L’intensa attività di ricerca svolta dal nostro in quel periodo particolarmente creativo è testimoniata da un’immagine che lo vede concentrato e col gesso in mano di fronte a una lavagna piena di formule. La scena apparve per pochi secondi nell’episodio The Wizard of Evergreen Terrace, il secondo della decima stagione, e fu subito notata da Simon Singh, divulgatore scientifico con un dottorato di ricerca in fisica. Singh avrebbe presto scoperto che alcuni autori della serie possedevano una formazione matematica e scientifica di altissimo livello e che questa era la ragione per cui The Simpsons poteva essere considerato «il programma televisivo più matematicamente sofisticato nella storia delle trasmissioni in prima serata». La matematica dei Simpson era insomma tutt’altro che una boutade e sarebbe valsa la pena scriverne. The Simpsons and Their Mathematical Secrets esce così nell’ottobre del 2013 e i suoi contenuti anticipati un mese prima sul “Guardian” dallo stesso autore. La cosa interessa, ma con moderazione: è pur sempre matematica.
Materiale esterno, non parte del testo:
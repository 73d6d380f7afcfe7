use std::fmt;
use std::path::PathBuf;

use serde::{Deserialize, Serialize};

/// Stable error codes shared with the signaling server.
///
/// Codes the server sends that this client does not know about are kept
/// verbatim in [`ErrorCode::Other`].
#[derive(Debug, Clone, PartialEq, Eq, Hash, Serialize, Deserialize)]
#[serde(from = "String", into = "String")]
pub enum ErrorCode {
    // Room
    RoomNotFound,
    RoomFull,
    MaxRoomsReached,
    InvalidRoomId,

    // Connection
    ConnectionFailed,
    WebsocketError,
    HeartbeatTimeout,

    // Media
    MicrophoneNotFound,
    MicrophonePermissionDenied,
    InsecureContext,

    // Signaling
    InvalidMessage,
    PeerNotFound,

    // Password
    InvalidPassword,
    PasswordRequired,

    Other(String),
}

impl ErrorCode {
    pub fn as_str(&self) -> &str {
        match self {
            Self::RoomNotFound => "room_not_found",
            Self::RoomFull => "room_full",
            Self::MaxRoomsReached => "max_rooms_reached",
            Self::InvalidRoomId => "invalid_room_id",
            Self::ConnectionFailed => "connection_failed",
            Self::WebsocketError => "websocket_error",
            Self::HeartbeatTimeout => "heartbeat_timeout",
            Self::MicrophoneNotFound => "microphone_not_found",
            Self::MicrophonePermissionDenied => "microphone_permission_denied",
            Self::InsecureContext => "insecure_context",
            Self::InvalidMessage => "invalid_message",
            Self::PeerNotFound => "peer_not_found",
            Self::InvalidPassword => "invalid_password",
            Self::PasswordRequired => "password_required",
            Self::Other(code) => code,
        }
    }

    /// Human-readable message used when the server does not supply one.
    pub fn default_message(&self) -> &str {
        match self {
            Self::RoomNotFound => "Room not found",
            Self::RoomFull => "Room is at maximum capacity",
            Self::MaxRoomsReached => "Maximum number of rooms reached",
            Self::InvalidRoomId => "Invalid room ID format",
            Self::ConnectionFailed => "Failed to connect to signaling server",
            Self::WebsocketError => "WebSocket connection error",
            Self::HeartbeatTimeout => "Connection lost due to heartbeat timeout",
            Self::MicrophoneNotFound => {
                "No microphone found. Please connect a microphone and try again."
            }
            Self::MicrophonePermissionDenied => {
                "Microphone permission denied. Please allow microphone access."
            }
            Self::InsecureContext => "HTTPS is required for microphone access",
            Self::InvalidMessage => "Invalid signaling message received",
            Self::PeerNotFound => "Peer not found in room",
            Self::InvalidPassword => "Incorrect password",
            Self::PasswordRequired => "This room requires a password",
            Self::Other(_) => "Unknown error",
        }
    }
}

impl From<&str> for ErrorCode {
    fn from(code: &str) -> Self {
        match code {
            "room_not_found" => Self::RoomNotFound,
            "room_full" => Self::RoomFull,
            "max_rooms_reached" => Self::MaxRoomsReached,
            "invalid_room_id" => Self::InvalidRoomId,
            "connection_failed" => Self::ConnectionFailed,
            "websocket_error" => Self::WebsocketError,
            "heartbeat_timeout" => Self::HeartbeatTimeout,
            "microphone_not_found" => Self::MicrophoneNotFound,
            "microphone_permission_denied" => Self::MicrophonePermissionDenied,
            "insecure_context" => Self::InsecureContext,
            "invalid_message" => Self::InvalidMessage,
            "peer_not_found" => Self::PeerNotFound,
            "invalid_password" => Self::InvalidPassword,
            "password_required" => Self::PasswordRequired,
            other => Self::Other(other.to_string()),
        }
    }
}

impl From<String> for ErrorCode {
    fn from(code: String) -> Self {
        Self::from(code.as_str())
    }
}

impl From<ErrorCode> for String {
    fn from(code: ErrorCode) -> Self {
        code.as_str().to_string()
    }
}

impl fmt::Display for ErrorCode {
    fn fmt(&self, f: &mut fmt::Formatter<'_>) -> fmt::Result {
        f.write_str(self.as_str())
    }
}

/// Domain error: a stable code plus a message, either the code's default or
/// one supplied by the server.
#[derive(Debug, Clone, PartialEq, Eq, Serialize, Deserialize, thiserror::Error)]
#[error("{code}: {message}")]
pub struct VocaError {
    pub code: ErrorCode,
    pub message: String,
}

impl VocaError {
    pub fn new(code: ErrorCode) -> Self {
        let message = code.default_message().to_string();
        Self { code, message }
    }

    pub fn with_message(code: ErrorCode, message: impl Into<String>) -> Self {
        Self {
            code,
            message: message.into(),
        }
    }

    pub fn is_room_full(&self) -> bool {
        self.code == ErrorCode::RoomFull
    }
}

impl From<ErrorCode> for VocaError {
    fn from(code: ErrorCode) -> Self {
        Self::new(code)
    }
}

#[derive(Debug, thiserror::Error)]
pub enum ConfigError {
    #[error("config file not found: {0}")]
    FileNotFound(PathBuf),

    #[error("config parse error: {0}")]
    ParseError(String),

    #[error("config validation error: {0}")]
    ValidationError(String),
}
Perché il caso esploda davvero bisognerà attendere il primo marzo del 2015 quando lo stesso Singh ribadirà con maggiore enfasi, su“The Independent”, che l’inetto abitante di Springfield era riuscito a predire il valore numerico della massa del bosone di Higgs, la famigerata “God particle”, ben 14 anni prima che ne venisse annunciata la scoperta al CERN di Ginevra. La formula è lì sulla lavagna, bianco su nero, basta saperla leggere. La M sta per massa e H0, dentro le parentesi, è il simbolo che denota l’Higgs. Tutto quello che sta a destra del simbolo di uguaglianza è roba nota, un pi greco e altri tre simboli che designano tre importanti costanti di natura: la velocità della luce nel vuoto (c, che sta per celeritas, almeno secondo Asimov); la costante di gravitazione universale (G); la costante di Planck (h, senza la quale non potreste godere di tutte le apparenti e fin troppo blaterate stranezze della meccanica quantistica). Metteteci i numeri, fate il conto e il numero che ne verrà fuori sarà sei volte più grande del valore sputato dagli esperimenti. Pazienza. Per uno come Homer è comunque un successo.
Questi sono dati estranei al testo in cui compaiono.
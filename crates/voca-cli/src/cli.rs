use std::path::PathBuf;

use clap::{Parser, Subcommand};
use voca_config::SessionConfig;

/// Command-line tools for the Voca voice-room relay.
#[derive(Parser, Debug)]
#[command(name = "voca", version, about)]
pub struct Args {
    /// Config file path override.
    #[arg(long, global = true)]
    pub config: Option<PathBuf>,

    /// Log level override (debug, info, warn, error, or a full directive).
    #[arg(long, global = true)]
    pub log_level: Option<String>,

    #[command(subcommand)]
    pub command: Command,
}

#[derive(Subcommand, Debug)]
pub enum Command {
    /// Create a room and print how to join it.
    CreateRoom(ServerArgs),

    /// Check a room password against the password rule.
    CheckPassword { password: String },

    /// Print the signaling URL for a room.
    SocketUrl {
        room: String,

        #[command(flatten)]
        server: ServerArgs,
    },
}

/// Connection settings that override the config file.
#[derive(clap::Args, Debug, Clone, Default)]
pub struct ServerArgs {
    /// Server URL (https://, http://, wss:// or ws://).
    #[arg(long)]
    pub server: Option<String>,

    /// API key sent to the server.
    #[arg(long)]
    pub api_key: Option<String>,

    /// Room password (4-12 letters or digits).
    #[arg(long)]
    pub password: Option<String>,
}

impl ServerArgs {
    pub fn apply(&self, config: &mut SessionConfig) {
        if let Some(server) = &self.server {
            config.server_url = Some(server.clone());
        }
        if let Some(key) = &self.api_key {
            config.api_key = Some(key.clone());
        }
        if let Some(password) = &self.password {
            config.password = Some(password.clone());
        }
    }
}

pub fn parse() -> Args {
    Args::parse()
}
//! Server URL derivation.
//!
//! A server may be configured as `https://`, `http://`, `wss://` or `ws://`.
//! HTTP calls and the signaling socket each need their own scheme, so both
//! are derived from whichever form was given. Anything else passes through
//! untouched.

use crate::host::HostLocation;

fn swap_scheme(url: &str, pairs: &[(&str, &str)]) -> String {
    for (from, to) in pairs {
        if let Some(rest) = url.strip_prefix(from) {
            return format!("{to}{rest}");
        }
    }
    url.to_string()
}

fn trimmed(url: &str) -> &str {
    url.trim_end_matches('/')
}

/// HTTP(S) base URL, or `None` when neither a server URL nor a host
/// location is available.
pub fn http_base_url(server_url: Option<&str>, location: Option<&HostLocation>) -> Option<String> {
    match server_url.filter(|u| !u.is_empty()) {
        Some(url) => Some(swap_scheme(
            trimmed(url),
            &[("wss://", "https://"), ("ws://", "http://")],
        )),
        None => location.map(HostLocation::http_origin),
    }
}

/// WS(S) base URL, or `None` when neither a server URL nor a host location
/// is available.
pub fn ws_base_url(server_url: Option<&str>, location: Option<&HostLocation>) -> Option<String> {
    match server_url.filter(|u| !u.is_empty()) {
        Some(url) => Some(swap_scheme(
            trimmed(url),
            &[("https://", "wss://"), ("http://", "ws://")],
        )),
        None => location.map(HostLocation::ws_origin),
    }
}

/// `{ws_base}/ws/{room}[?apiKey=..][&password=..]`
pub fn socket_url(
    ws_base: &str,
    room_id: &str,
    api_key: Option<&str>,
    password: Option<&str>,
) -> String {
    let mut url = format!("{ws_base}/ws/{}", urlencoding::encode(room_id));
    let params: Vec<String> = [("apiKey", api_key), ("password", password)]
        .into_iter()
        .filter_map(|(name, value)| value.map(|v| format!("{name}={}", urlencoding::encode(v))))
        .collect();
    if !params.is_empty() {
        url.push('?');
        url.push_str(&params.join("&"));
    }
    url
}

/// `{http_base}/api/room[?password=..]`
pub fn room_creation_url(http_base: &str, password: Option<&str>) -> String {
    match password {
        Some(pw) => format!("{http_base}/api/room?password={}", urlencoding::encode(pw)),
        None => format!("{http_base}/api/room"),
    }
}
Singh, una cosa però l’ha dimenticata e cioè di spiegare il significato del numero 137, una cosa incredibile a pensarci bene, perché proprio quel numero ha rappresentato per molti fisici quello che il 42 rappresenta per tutti gli altri, la risposta alla solita trita e ritrita tiritera. 1/137 (circa) è infatti il valore numerico assunto da un’altra importante costante di natura nota come costante di struttura fine che gioca, per l’interazione di natura elettromagnetica, lo stesso ruolo che gioca G nell’interazione di tipo gravitazionale. Per Richard Feynman il 137 «ci è piombato addosso senza che ne comprendessimo la ragione. Si potrebbe dire che a scriverlo sia stata la “mano di Dio” e che noi “non sappiamo come Egli abbia trascinato la sua matita”. Sappiamo che tipo di esperimento va eseguito per misurarlo in modo molto accurato, ma non sappiamo che tipo di danza si debba eseguire per estrarlo da un computer senza averlo prima inserito di nascosto!».
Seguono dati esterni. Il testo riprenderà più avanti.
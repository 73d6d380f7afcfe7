//! TOML config loading.

use std::path::{Path, PathBuf};

use tracing::{debug, info, warn};
use voca_common::ConfigError;

use crate::schema::SessionConfig;
use crate::validation;

/// Parse a config from a TOML string. Missing fields take their defaults.
pub fn from_toml_str(content: &str) -> Result<SessionConfig, ConfigError> {
    toml::from_str(content).map_err(|e| ConfigError::ParseError(format!("failed to parse TOML: {e}")))
}

/// Load config from a specific TOML file path.
///
/// A config that parses but fails validation is rejected: a session built
/// from it could never connect.
pub fn load_from_path(path: &Path) -> Result<SessionConfig, ConfigError> {
    if !path.exists() {
        return Err(ConfigError::FileNotFound(path.to_path_buf()));
    }
    let content = std::fs::read_to_string(path)
        .map_err(|e| ConfigError::ParseError(format!("failed to read {}: {e}", path.display())))?;

    let config = from_toml_str(&content)?;
    if let Err(e) = validation::validate(&config) {
        warn!(path = %path.display(), "config validation failed: {e}");
        return Err(e);
    }

    info!("loaded config from {}", path.display());
    Ok(config)
}

/// Platform config file location, e.g. `~/.config/voca/config.toml`.
pub fn default_config_path() -> Result<PathBuf, ConfigError> {
    let config_dir = dirs::config_dir()
        .ok_or_else(|| ConfigError::ParseError("could not determine config directory".into()))?;
    Ok(config_dir.join("voca").join("config.toml"))
}

/// Load the config from the platform location. No file there means
/// defaults.
pub fn load_config() -> Result<SessionConfig, ConfigError> {
    let path = default_config_path()?;
    match load_from_path(&path) {
        Err(ConfigError::FileNotFound(_)) => {
            debug!("no config at {}, using defaults", path.display());
            Ok(SessionConfig::default())
        }
        other => other,
    }
}

#[cfg(test)]
mod tests {
    use super::*;
    use std::path::PathBuf;

    #[test]
    fn empty_string_gives_defaults() {
        let config = from_toml_str("").unwrap();
        assert_eq!(config.reconnect.max_attempts, 5);
        assert_eq!(config.ice_servers.len(), 2);
    }

    #[test]
    fn partial_config_keeps_other_defaults() {
        let config = from_toml_str(
            r#"
server_url = "wss://voca.vc"

[reconnect]
max_attempts = 3
"#,
        )
        .unwrap();
        assert_eq!(config.server_url.as_deref(), Some("wss://voca.vc"));
        assert_eq!(config.reconnect.max_attempts, 3);
        assert_eq!(config.reconnect.base_delay_ms, 1000);
        assert!(config.reconnect.enabled);
    }

    #[test]
    fn ice_servers_table_array() {
        let config = from_toml_str(
            r#"
[[ice_servers]]
urls = "stun:stun.example.org:3478"

[[ice_servers]]
urls = ["turn:turn.example.org:3478"]
username = "voca"
credential = "secret"
"#,
        )
        .unwrap();
        assert_eq!(config.ice_servers.len(), 2);
        assert_eq!(config.ice_servers[1].credential.as_deref(), Some("secret"));
    }

    #[test]
    fn invalid_toml_is_parse_error() {
        let err = from_toml_str("server_url = [").unwrap_err();
        assert!(matches!(err, ConfigError::ParseError(_)));
    }

    #[test]
    fn default_path_is_under_voca() {
        if let Ok(path) = default_config_path() {
            assert!(path.ends_with("voca/config.toml"), "{}", path.display());
        }
    }

    #[test]
    fn missing_file_is_reported() {
        let path = PathBuf::from("/tmp/nonexistent_voca_config_test.toml");
        let err = load_from_path(&path).unwrap_err();
        assert!(matches!(err, ConfigError::FileNotFound(_)));
    }

    #[test]
    fn loads_valid_file() {
        let dir = tempfile::tempdir().unwrap();
        let path = dir.path().join("voca.toml");
        std::fs::write(
            &path,
            r#"
server_url = "http://localhost:3001"
api_key = "test-key"
heartbeat_timeout_ms = 0
"#,
        )
        .unwrap();

        let config = load_from_path(&path).unwrap();
        assert_eq!(config.api_key(), Some("test-key"));
        assert_eq!(config.heartbeat_timeout(), None);
    }

    #[test]
    fn rejects_file_that_fails_validation() {
        let dir = tempfile::tempdir().unwrap();
        let path = dir.path().join("voca.toml");
        std::fs::write(&path, "password = \"no!\"\n").unwrap();

        let err = load_from_path(&path).unwrap_err();
        assert!(matches!(err, ConfigError::ValidationError(_)));
    }
}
Sir Arthur Stanley Eddington, una delle menti più brillanti e audaci del suo tempo, l’astrofisico che nel 1919 dal golfo di Guinea aveva annunciato al mondo che certe fondamentali conseguenze della teoria della relatività generale di Einstein erano più che una speculazione teorica, era certo di averne carpito il segreto. I suoi calcoli mostravano incontrovertibilmente che il reciproco della costante di struttura fine non poteva che essere pari a 136. Un numero pari e “triangolare” come l’uno, il tre, il sei e il dieci, tutti numeri dalle proprietà speciali, sacri e venerati. Pitagora ne sarebbe stato fiero.
«Ma come Sir Arthur? Il dato sperimentale è un altro, è pari a circa 137, e l’errore è ben tre volte più piccolo della differenza col suo 136, come la mettiamo?» Ma lui era una roccia: «Sì, è vero! Malgrado ciò non credo proprio che sia colpa della teoria. Ho seguito tutte le regole a puntino, non sono certo io quello che sbaglia!» Parole assai simili a queste, Eddington le scrive in un articolo pubblicato il primo gennaio 1929 sui “Prooceedings of the Royal Society”. Solo un mese più tardi Wolfgang Pauli, uno dei celebri padri della meccanica quantistica, in una lettera al fisico svedese Oskar Klein, commenterà con durezza: «Considero il “lavoro sul 136” di Eddington completamente privo di senso; per essere ancora più preciso, una cosa per poeti romantici, non per fisici». Passerà un anno ancora e Eddington sarà costretto a riconoscere che malgrado la sua teoria fosse talmente solida da rendere impossibile anche il più piccolo errore, lui era riuscito comunque a commetterlo e perciò, ahimè, non poteva che prendere atto che 137 era la risposta esatta al dannato mistero. 136 più 1, un numero non più triangolare, niente Pitagora quindi e nessun numero “sacro” da agitare tra la folla. «Ma come Sir Arthur? Il risultato dell’esperimento non è mica esattamente 137, è 137 virgola qualcosa, 137,03599913 circa, ed è stato stabilito ormai con grande precisione, come la mettiamo? … Sir Arthur? … Sir Arthur?»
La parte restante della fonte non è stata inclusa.